--- Information Enclosed Below ---
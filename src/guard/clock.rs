//! Wall-clock source for lockout expiry.

use std::sync::Mutex;
use std::time::{Duration, SystemTime};

/// Source of the current wall-clock time.
pub trait Clock: Send + Sync {
    fn now(&self) -> SystemTime;
}

/// The system clock.
#[derive(Debug, Default, Clone, Copy)]
pub struct SystemClock;

impl Clock for SystemClock {
    fn now(&self) -> SystemTime {
        SystemTime::now()
    }
}

/// A clock that only moves when told to.
#[derive(Debug)]
pub struct ManualClock {
    now: Mutex<SystemTime>,
}

impl ManualClock {
    pub fn new(start: SystemTime) -> Self {
        Self {
            now: Mutex::new(start),
        }
    }

    pub fn advance(&self, by: Duration) {
        let mut now = self.now.lock().unwrap_or_else(|e| e.into_inner());
        *now += by;
    }
}

impl Default for ManualClock {
    fn default() -> Self {
        Self::new(SystemTime::UNIX_EPOCH + Duration::from_secs(1_700_000_000))
    }
}

impl Clock for ManualClock {
    fn now(&self) -> SystemTime {
        *self.now.lock().unwrap_or_else(|e| e.into_inner())
    }
}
--- End of Enclosed Information ---
**Work required**
The answer is each line in which the word "impl" occurs, copied from the material above.

**Answer to this task**
impl Clock for SystemClock {
impl ManualClock {
impl Default for ManualClock {
impl Clock for ManualClock {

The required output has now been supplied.